A butch bridentity crisis: pretending I don't care

Photo by Nathan Kendall Photography
I never wanted to get married. I saw my parents' unhappy marriage and said "Fuck that. Love doesn't last and I will never tie myself into a miserable situation like theirs." I, like a million other people, thought that a marriage was only about love, and since I decided that love couldn't last, I wanted no part of it.
Not only that, but I am butch. I've softened over the last few years, when I realized that I didn't have to steamroll everyone with my projected invulnerability; nevertheless, I identify as butch. It means a lot of complicated things to me, but the obvious is that I LOOK butch. I have short hair and don't wear bling, or dresses, or sexy underwear, and love button-downs, and am a martial artist… I occupy "masculine" on the public radar.

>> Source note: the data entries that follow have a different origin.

//! Error types for replpilot.

use std::io;
use thiserror::Error;

/// Main error type for replpilot operations.
#[derive(Error, Debug)]
pub enum Error {
    /// Session channel errors (subprocess lifecycle, pipe I/O)
    #[error("Session error: {0}")]
    Session(#[from] SessionError),

    /// Decision-oracle client errors
    #[error("Oracle error: {0}")]
    Oracle(#[from] OracleError),
}

/// Session layer errors (subprocess spawn, pipe writes, lifecycle).
///
/// Read timeouts are deliberately NOT errors: a read that times out before
/// the prompt marker appears returns a partial [`Output`](crate::Output)
/// with `prompt_seen == false`.
#[derive(Error, Debug)]
pub enum SessionError {
    /// The interpreter or target program could not be launched
    #[error("Failed to spawn '{program}': {source}")]
    Spawn {
        program: String,
        #[source]
        source: io::Error,
    },

    /// The subprocess exited before emitting its first prompt
    #[error("Subprocess exited before the first prompt (status: {status:?})")]
    ExitedEarly { status: Option<i32> },

    /// Operation attempted on a channel that was never started
    #[error("Session not started - call start() first")]
    NotStarted,

    /// Write to the subprocess stdin failed; the process has likely exited.
    /// Fatal to this channel instance - it must be re-started, not retried.
    #[error("Input pipe broken - subprocess has likely exited")]
    BrokenPipe,

    /// I/O error on one of the pipes
    #[error("I/O error: {0}")]
    Io(#[from] io::Error),
}

/// Oracle client construction errors.
///
/// Failures *during* an oracle call are never surfaced as errors: the
/// [`DecisionOracle`](crate::DecisionOracle) contract maps them into
/// `"error:"`-prefixed reply strings instead.
#[derive(Error, Debug)]
pub enum OracleError {
    /// Invalid oracle configuration
    #[error("Invalid oracle configuration: {message}")]
    InvalidConfig { message: String },

    /// HTTP client construction failed
    #[error("Failed to build HTTP client: {0}")]
    Client(#[from] reqwest::Error),
}

/// Result type alias using replpilot's Error.
pub type Result<T> = std::result::Result<T, Error>;
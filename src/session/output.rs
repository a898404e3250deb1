//! Output type for a single command/response exchange.

use serde::Serialize;

/// Output produced by the subprocess in response to one command.
///
/// Immutable once returned: `stdout` holds the lines framed by the prompt
/// marker, `stderr` holds whatever diagnostic lines arrived during the same
/// read window. The two streams are independent and only loosely ordered
/// relative to each other.
#[derive(Debug, Clone, Default, Serialize)]
pub struct Output {
    /// Completed stdout lines, prompt marker excluded.
    pub stdout: Vec<String>,

    /// Diagnostic (stderr) lines, recorded verbatim.
    pub stderr: Vec<String>,

    /// Whether the prompt marker was actually seen.
    ///
    /// `false` means the read ended on a timeout or on end-of-stream and the
    /// contents are best-effort partial output.
    pub prompt_seen: bool,
}

impl Output {
    /// Create an output whose framing prompt was detected.
    pub fn completed(stdout: Vec<String>, stderr: Vec<String>) -> Self {
        Self {
            stdout,
            stderr,
            prompt_seen: true,
        }
    }

    /// Create a best-effort output (timeout or end-of-stream before the
    /// prompt marker).
    pub fn partial(stdout: Vec<String>, stderr: Vec<String>) -> Self {
        Self {
            stdout,
            stderr,
            prompt_seen: false,
        }
    }

    /// Check whether both streams are empty.
    pub fn is_empty(&self) -> bool {
        self.stdout.is_empty() && self.stderr.is_empty()
    }

    /// Join the stdout lines for display.
    pub fn stdout_text(&self) -> String {
        self.stdout.join("\n")
    }

    /// Join the stderr lines for display.
    pub fn stderr_text(&self) -> String {
        self.stderr.join("\n")
    }
}

#[cfg(test)]
mod tests {
    use super::*;

    #[test]
    fn test_completed_vs_partial() {
        let done = Output::completed(vec!["a".into()], vec![]);
        assert!(done.prompt_seen);

        let partial = Output::partial(vec![], vec!["warning".into()]);
        assert!(!partial.prompt_seen);
        assert!(!partial.is_empty());
    }

    #[test]
    fn test_display_text() {
        let out = Output::completed(vec!["one".into(), "two".into()], vec![]);
        assert_eq!(out.stdout_text(), "one\ntwo");
        assert_eq!(out.stderr_text(), "");
    }
}
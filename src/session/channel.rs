//! The interactive subprocess channel.
//!
//! Owns one prompt-driven subprocess and provides the command/response
//! primitive over its three standard pipes: write one command line, then
//! read both output streams until the prompt marker signals readiness for
//! the next command.

use std::process::{ExitStatus, Stdio};
use std::time::Duration;

use log::{debug, error, info, warn};
use tokio::io::{AsyncBufReadExt, AsyncReadExt, AsyncWriteExt, BufReader};
use tokio::process::{Child, ChildStdin, ChildStdout, Command};
use tokio::sync::mpsc;
use tokio::time::{Instant, timeout};

use super::buffer::PromptBuffer;
use super::config::SessionConfig;
use super::output::Output;
use crate::error::SessionError;

/// Bounded wait for the process to die after a forced kill.
const KILL_WAIT: Duration = Duration::from_secs(5);

/// Capacity of the stderr line queue.
const STDERR_QUEUE: usize = 256;

/// Channel to one interactive subprocess.
///
/// Strictly turn-based: a single caller writes one command, then reads the
/// framed reply. The channel multiplexes stdout and stderr internally;
/// stderr is drained line-by-line through a dedicated reader task so the
/// main read loop never blocks on it.
///
/// # Example
///
/// ```rust,no_run
/// use replpilot::{SessionChannel, SessionConfig};
/// use std::time::Duration;
///
/// # async fn example() -> Result<(), replpilot::Error> {
/// let mut channel = SessionChannel::new(SessionConfig::pdb("target.py"));
/// channel.start().await?;
///
/// let output = channel.send_and_await("next", Duration::from_secs(5)).await?;
/// println!("{}", output.stdout_text());
///
/// channel.stop().await;
/// # Ok(())
/// # }
/// ```
pub struct SessionChannel {
    /// Configuration for this session.
    config: SessionConfig,

    /// The subprocess handle (None when not started).
    child: Option<Child>,

    /// Subprocess stdin (owned exclusively).
    stdin: Option<ChildStdin>,

    /// Subprocess stdout, read raw so the prompt marker can be found
    /// mid-line.
    stdout: Option<ChildStdout>,

    /// Completed stderr lines forwarded by the reader task.
    stderr_rx: Option<mpsc::Receiver<String>>,

    /// Accumulated stdout bytes; carries bytes read past a detected prompt
    /// over to the next read cycle.
    buffer: PromptBuffer,

    /// Startup banner captured by `start()`, framed by the first prompt.
    initial_output: Option<Output>,

    /// Exit status of the most recently reaped subprocess.
    last_exit_status: Option<ExitStatus>,
}

/// One observation from the read loop.
enum ReadStep {
    Stdout(std::io::Result<usize>),
    StderrLine(String),
    StderrClosed,
    Idle,
}

impl SessionChannel {
    /// Create a channel for the given configuration. Does not spawn
    /// anything; call [`start`](Self::start).
    pub fn new(config: SessionConfig) -> Self {
        let buffer = PromptBuffer::new(config.prompt_marker.as_bytes().to_vec());
        Self {
            config,
            child: None,
            stdin: None,
            stdout: None,
            stderr_rx: None,
            buffer,
            initial_output: None,
            last_exit_status: None,
        }
    }

    /// Launch the subprocess and consume its startup banner up to the
    /// first prompt.
    ///
    /// Calling `start` on an already-started channel is a no-op with a
    /// warning. Fails with [`SessionError::Spawn`] if the program cannot be
    /// launched and [`SessionError::ExitedEarly`] if it dies before
    /// emitting the first prompt.
    pub async fn start(&mut self) -> Result<(), SessionError> {
        if self.child.is_some() {
            warn!("Session already started; ignoring start()");
            return Ok(());
        }

        let mut child = Command::new(&self.config.program)
            .args(&self.config.args)
            .envs(self.config.env.iter().map(|(k, v)| (k, v)))
            .stdin(Stdio::piped())
            .stdout(Stdio::piped())
            .stderr(Stdio::piped())
            .kill_on_drop(true)
            .spawn()
            .map_err(|e| SessionError::Spawn {
                program: self.config.program.clone(),
                source: e,
            })?;

        let stdin = child
            .stdin
            .take()
            .ok_or_else(|| std::io::Error::other("stdin pipe missing"))?;
        let stdout = child
            .stdout
            .take()
            .ok_or_else(|| std::io::Error::other("stdout pipe missing"))?;
        let stderr = child
            .stderr
            .take()
            .ok_or_else(|| std::io::Error::other("stderr pipe missing"))?;

        info!(
            "Started '{}' (pid {:?})",
            self.config.program,
            child.id()
        );

        // Dedicated reader task: forwards completed stderr lines so the
        // main loop can poll them without risking partial-line loss on
        // cancellation.
        let (tx, rx) = mpsc::channel(STDERR_QUEUE);
        tokio::spawn(async move {
            let mut lines = BufReader::new(stderr).lines();
            while let Ok(Some(line)) = lines.next_line().await {
                if tx.send(line).await.is_err() {
                    break;
                }
            }
        });

        self.child = Some(child);
        self.stdin = Some(stdin);
        self.stdout = Some(stdout);
        self.stderr_rx = Some(rx);
        self.buffer.clear();
        self.last_exit_status = None;

        let initial = self.read_until_prompt(self.config.start_timeout).await;
        debug!(
            "Initial output: {} stdout / {} stderr lines",
            initial.stdout.len(),
            initial.stderr.len()
        );

        if !initial.prompt_seen && !self.is_alive() {
            let status = self.last_exit_status.and_then(|s| s.code());
            self.stop().await;
            return Err(SessionError::ExitedEarly { status });
        }

        self.initial_output = Some(initial);
        Ok(())
    }

    /// Read both streams until the prompt marker appears in stdout, the
    /// stdout stream ends, or the timeout elapses.
    ///
    /// Prompt detection splits the accumulated buffer at the *first*
    /// marker occurrence: everything before becomes completed lines, the
    /// marker is consumed, and the remainder stays buffered for the next
    /// call. End-of-stream flushes the buffer and returns immediately
    /// regardless of remaining timeout. A timeout is not an error: the
    /// partial result is returned with `prompt_seen == false` and a
    /// warning is logged.
    pub async fn read_until_prompt(&mut self, timeout: Duration) -> Output {
        if self.child.is_none() {
            warn!("read_until_prompt() on a channel that is not started");
            return Output::partial(Vec::new(), Vec::new());
        }

        let deadline = Instant::now() + timeout;
        let mut stdout_lines: Vec<String> = Vec::new();
        let mut stderr_lines: Vec<String> = Vec::new();
        let mut chunk = [0u8; 4096];

        loop {
            // Carryover from a previous read may already contain the next
            // prompt, so check before reading anything new.
            if let Some(before) = self.buffer.split_at_marker() {
                push_lines(&mut stdout_lines, &before);
                return Output::completed(stdout_lines, stderr_lines);
            }

            let remaining = deadline.saturating_duration_since(Instant::now());
            if remaining.is_zero() {
                break;
            }
            let poll = remaining.min(self.config.poll_interval);

            let step = match (self.stdout.as_mut(), self.stderr_rx.as_mut()) {
                (Some(out), Some(err)) => tokio::select! {
                    res = out.read(&mut chunk) => ReadStep::Stdout(res),
                    line = err.recv() => match line {
                        Some(line) => ReadStep::StderrLine(line),
                        None => ReadStep::StderrClosed,
                    },
                    () = tokio::time::sleep(poll) => ReadStep::Idle,
                },
                (Some(out), None) => tokio::select! {
                    res = out.read(&mut chunk) => ReadStep::Stdout(res),
                    () = tokio::time::sleep(poll) => ReadStep::Idle,
                },
                // stdout already hit end-of-stream in an earlier call
                (None, _) => break,
            };

            match step {
                ReadStep::Stdout(Ok(0)) => {
                    debug!("Subprocess stdout reached end-of-stream");
                    self.stdout = None;
                    self.record_exit();
                    let rest = self.buffer.take();
                    push_lines(&mut stdout_lines, &rest);
                    return Output::partial(stdout_lines, stderr_lines);
                }
                ReadStep::Stdout(Ok(n)) => self.buffer.extend(&chunk[..n]),
                ReadStep::Stdout(Err(e)) => {
                    // Transient; retried within the same timeout window.
                    warn!("Error reading subprocess stdout: {e}");
                }
                ReadStep::StderrLine(line) => stderr_lines.push(line),
                ReadStep::StderrClosed => self.stderr_rx = None,
                ReadStep::Idle => {}
            }
        }

        warn!(
            "Prompt marker {:?} not seen within {:?}; returning partial output",
            self.config.prompt_marker, timeout
        );
        let rest = self.buffer.take();
        push_lines(&mut stdout_lines, &rest);
        Output::partial(stdout_lines, stderr_lines)
    }

    /// Write a command line to the subprocess and read its framed reply.
    ///
    /// A failed write means the input pipe is broken (the subprocess has
    /// exited); the channel reaps the dead process before returning
    /// [`SessionError::BrokenPipe`].
    pub async fn send_and_await(
        &mut self,
        command: &str,
        read_timeout: Duration,
    ) -> Result<Output, SessionError> {
        let stdin = self.stdin.as_mut().ok_or(SessionError::NotStarted)?;

        let payload = format!("{command}\n");
        let write = async {
            stdin.write_all(payload.as_bytes()).await?;
            stdin.flush().await
        };
        if let Err(e) = write.await {
            warn!("Failed to write command to subprocess: {e}");
            self.stop().await;
            return Err(SessionError::BrokenPipe);
        }
        debug!("Sent command: {command}");

        Ok(self.read_until_prompt(read_timeout).await)
    }

    /// Write a command line and read its framed reply using the
    /// configured default [`SessionConfig::command_timeout`].
    pub async fn send_command(&mut self, command: &str) -> Result<Output, SessionError> {
        self.send_and_await(command, self.config.command_timeout)
            .await
    }

    /// Stop the subprocess: quit command, bounded graceful wait, then a
    /// forced kill with a second bounded wait.
    ///
    /// Idempotent - safe on an already-stopped or never-started channel.
    /// All pipe handles are released on every path and the channel may be
    /// `start`ed again afterwards.
    pub async fn stop(&mut self) {
        let Some(mut child) = self.child.take() else {
            debug!("stop() on a channel with no live process");
            return;
        };

        if let Ok(Some(status)) = child.try_wait() {
            info!("Subprocess already exited with {status}");
            self.last_exit_status = Some(status);
        } else {
            if let Some(mut stdin) = self.stdin.take() {
                let quit = format!("{}\n", self.config.quit_command);
                let write = async {
                    stdin.write_all(quit.as_bytes()).await?;
                    stdin.flush().await
                };
                match write.await {
                    Ok(()) => debug!("Sent quit command '{}'", self.config.quit_command),
                    Err(e) => warn!("Failed to send quit command: {e}"),
                }
                // Dropping stdin closes the pipe, which unblocks REPLs
                // waiting on input.
            }

            match timeout(self.config.stop_timeout, child.wait()).await {
                Ok(Ok(status)) => {
                    info!("Subprocess exited gracefully with {status}");
                    self.last_exit_status = Some(status);
                }
                Ok(Err(e)) => warn!("Error waiting for subprocess exit: {e}"),
                Err(_) => {
                    warn!(
                        "Subprocess did not exit within {:?} after quit; killing",
                        self.config.stop_timeout
                    );
                    if let Err(e) = child.start_kill() {
                        warn!("Failed to kill subprocess: {e}");
                    }
                    match timeout(KILL_WAIT, child.wait()).await {
                        Ok(Ok(status)) => self.last_exit_status = Some(status),
                        _ => error!("Subprocess failed to terminate after kill"),
                    }
                }
            }
        }

        self.stdin = None;
        self.stdout = None;
        self.stderr_rx = None;
        self.buffer.clear();
        debug!("Session resources cleaned up");
    }

    /// Check whether the subprocess is currently running.
    pub fn is_alive(&mut self) -> bool {
        match self.child.as_mut() {
            Some(child) => match child.try_wait() {
                Ok(Some(status)) => {
                    self.last_exit_status = Some(status);
                    false
                }
                Ok(None) => true,
                Err(e) => {
                    warn!("Failed to poll subprocess status: {e}");
                    false
                }
            },
            None => false,
        }
    }

    /// Check whether `start()` has been called without a matching `stop()`.
    pub fn is_started(&self) -> bool {
        self.child.is_some()
    }

    /// The startup banner captured by `start()`.
    pub fn initial_output(&self) -> Option<&Output> {
        self.initial_output.as_ref()
    }

    /// Exit code of the most recently reaped subprocess, if any.
    pub fn last_exit_code(&self) -> Option<i32> {
        self.last_exit_status.and_then(|s| s.code())
    }

    /// The configuration this channel was built with.
    pub fn config(&self) -> &SessionConfig {
        &self.config
    }

    fn record_exit(&mut self) {
        if let Some(child) = self.child.as_mut()
            && let Ok(Some(status)) = child.try_wait()
        {
            self.last_exit_status = Some(status);
        }
    }
}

So, people were surprised when I told them I was getting married.
Even though they all know how happy I am with my relationship, that we had a commitment ceremony at Pride a few years ago, and they've seen me grow out of my general marriage-hating, they were surprised. They try to imagine me, no-frills me, as "a Bride." Strangers, or customers at work, are surprised because, well, they assume I'm gay. They're shocked, not that I'm getting married, but that I'm a Bride. They were expecting me to fill the quiet groom role, while a femme somewhere picks out flowers and dresses and place-settings. And usually they are polite enough to keep that commentary to themselves, but often it slips out in their faces or in offhanded comments.
What really hurts me is feeling like I SHOULDN'T be excited. Feeling like I have a reputation to uphold.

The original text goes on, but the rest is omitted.